Pour mes lecteurs plus francophones, dans la série “sécurité internet de base”, il est essentiel d’avoir pour votre e-mail non seulement un bon mot de passe, unique, et que vous ne partagez pas, mais également d’activer l’authentification en deux étapes.

C’est le genre de système qu’utilise votre e-banking depuis des lustres: pour vous connecter, vous devez donner votre mot de passe (=quelque chose que vous savez) et prouver via un code reçu par SMS que vous êtes en possession de votre téléphone mobile (=quelque chose que vous avez). Ainsi, le simple crack de votre mot de passe ne suffit plus à rentrer dans votre boîte e-mail.

Une fois activée la double authentification, Google va générer à votre demande des mots de passe à usage unique pour les services et applications que vous avez besoin de connecter à votre compte Gmail. Par exemple, votre logiciel de chat pour Google Talk, votre client e-mail sur votre ordinateur si vous en utilisez un, ou un réseau social qui voudrait accéder à vos contacts pour vous aider à démarrer.

Pas convaincu encore?
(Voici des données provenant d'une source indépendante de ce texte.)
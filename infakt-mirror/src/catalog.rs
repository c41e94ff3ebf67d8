use std::path::PathBuf;

use crate::mirror::{
    AttachmentSpec, CategorySpec, DetailSpec, IdPattern, NamingRule, RecordSchema, SortKey,
    StatusLabel,
};

const EVENT_SCHEMA: RecordSchema = RecordSchema::new(&["id", "performed_at"], &[]);

const ACCOUNTING_ENTITY_SCHEMA: RecordSchema = RecordSchema::new(&["id", "period"], &[]);
const ACCOUNTING_DETAIL_SCHEMA: RecordSchema = RecordSchema::new(&["id", "period"], &[]);

const INVOICE_ENTITY_SCHEMA: RecordSchema = RecordSchema::new(&["id", "uuid"], &[]);
const INVOICE_DETAIL_SCHEMA: RecordSchema =
    RecordSchema::new(&["id", "uuid"], &["attachments.download_link"]);

const COST_ENTITY_SCHEMA: RecordSchema = RecordSchema::new(&["uuid", "created_at"], &[]);
const COST_DETAIL_SCHEMA: RecordSchema = RecordSchema::new(
    &["uuid"],
    &["attachments.download_url", "attachments.file_url"],
);

const INVOICE_ATTACHMENTS: AttachmentSpec = AttachmentSpec {
    field: "attachments",
    fetch_separately: true,
    name_field: "name",
    link_field: "download_link",
};

const COST_ATTACHMENTS: AttachmentSpec = AttachmentSpec {
    field: "attachments",
    fetch_separately: false,
    name_field: "file_name",
    link_field: "download_url",
};

const COST_REJECTED: StatusLabel = StatusLabel {
    field: "statuses",
    symbol: "cost_rejected",
    label: "(REJECTED)",
};

const ACCOUNTING: &[(&str, &str)] = &[
    ("JPK", "saf_v7_files"),
    ("VAT_EU", "vat_eu_taxes"),
    ("REV_TAX", "income_taxes"),
    ("KPiR", "books"),
    ("INSUR", "insurance_fees"),
];

// (name, endpoint, has downloadable attachments)
const INVOICES: &[(&str, &str, bool)] = &[
    ("DAILY_REV", "daily_revenues", false),
    ("INT_EVI", "internal_evidences", false),
    ("FISC_REP", "fiscal_reports", false),
    ("INT_INV", "internal_invoices", false),
    ("OSS_CORR_INV", "corrective_oss_invoices", false),
    ("OSS_INV", "oss_invoices", false),
    ("FINAL_INV", "final_invoices", false),
    ("ADV_INV", "advance_invoices", false),
    ("MARG_INV", "margin_invoices", false),
    ("CORR_INV", "corrective_invoices", false),
    ("INV", "invoices", true),
];

pub fn default_catalog(page_size: u32) -> Vec<CategorySpec> {
    let mut catalog = vec![account_events(page_size)];
    catalog.extend(
        ACCOUNTING
            .iter()
            .map(|(name, endpoint)| accounting(name, endpoint, page_size)),
    );
    catalog.extend(
        INVOICES
            .iter()
            .map(|(name, endpoint, attachments)| invoices(name, endpoint, page_size, *attachments)),
    );
    catalog.push(costs(page_size));
    catalog
}

pub fn account_events(page_size: u32) -> CategorySpec {
    CategorySpec {
        name: "events".to_string(),
        archive_dir: PathBuf::from("account").join("events"),
        endpoint: "account/activities".to_string(),
        page_size,
        id_field: "id",
        id_pattern: IdPattern::Numeric,
        sort: SortKey::Field("performed_at"),
        naming: NamingRule::Id,
        entity_schema: EVENT_SCHEMA,
        detail: None,
    }
}

pub fn accounting(name: &str, endpoint: &str, page_size: u32) -> CategorySpec {
    CategorySpec {
        name: name.to_string(),
        archive_dir: PathBuf::from("accounting").join(name),
        endpoint: endpoint.to_string(),
        page_size,
        id_field: "id",
        id_pattern: IdPattern::Numeric,
        sort: SortKey::Field("period"),
        naming: NamingRule::Prefixed("period"),
        entity_schema: ACCOUNTING_ENTITY_SCHEMA,
        detail: Some(DetailSpec::new("id", ACCOUNTING_DETAIL_SCHEMA)),
    }
}

pub fn invoices(name: &str, endpoint: &str, page_size: u32, with_attachments: bool) -> CategorySpec {
    let mut detail = DetailSpec::new("uuid", INVOICE_DETAIL_SCHEMA);
    if with_attachments {
        detail = detail.with_attachments(INVOICE_ATTACHMENTS);
    }
    CategorySpec {
        name: name.to_string(),
        archive_dir: PathBuf::from("invoices").join(name),
        endpoint: endpoint.to_string(),
        page_size,
        id_field: "id",
        id_pattern: IdPattern::Numeric,
        sort: SortKey::Field("id"),
        naming: NamingRule::Id,
        entity_schema: INVOICE_ENTITY_SCHEMA,
        detail: Some(detail),
    }
}

pub fn costs(page_size: u32) -> CategorySpec {
    CategorySpec {
        name: "costs".to_string(),
        archive_dir: PathBuf::from("costs"),
        endpoint: "documents/costs".to_string(),
        page_size,
        id_field: "uuid",
        id_pattern: IdPattern::Uuid,
        sort: SortKey::Timestamp("created_at"),
        naming: NamingRule::Prefixed("issue_date"),
        entity_schema: COST_ENTITY_SCHEMA,
        detail: Some(
            DetailSpec::new("uuid", COST_DETAIL_SCHEMA)
                .with_attachments(COST_ATTACHMENTS)
                .with_label(COST_REJECTED),
        ),
    }
}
Lisez Matt Cutts, patron de l’anti-webspam chez Google, qui vaporise un certain nombre de mythes (oui, si vous perdez votre téléphone, il y a quand même moyen pour vous d’accéder à votre e-mail!). Il a écrit cet article suite au hacking assez dramatique dont a été victime Mat Honan (en gros, perdu toutes ses données dans l’histoire, y compris toutes les photos de la première année de vie de sa fille). Si cette triste histoire ne vous motive pas à prendre un tout petit peu sérieusement la sécurité de votre identité en ligne… je ne peux rien faire pour vous!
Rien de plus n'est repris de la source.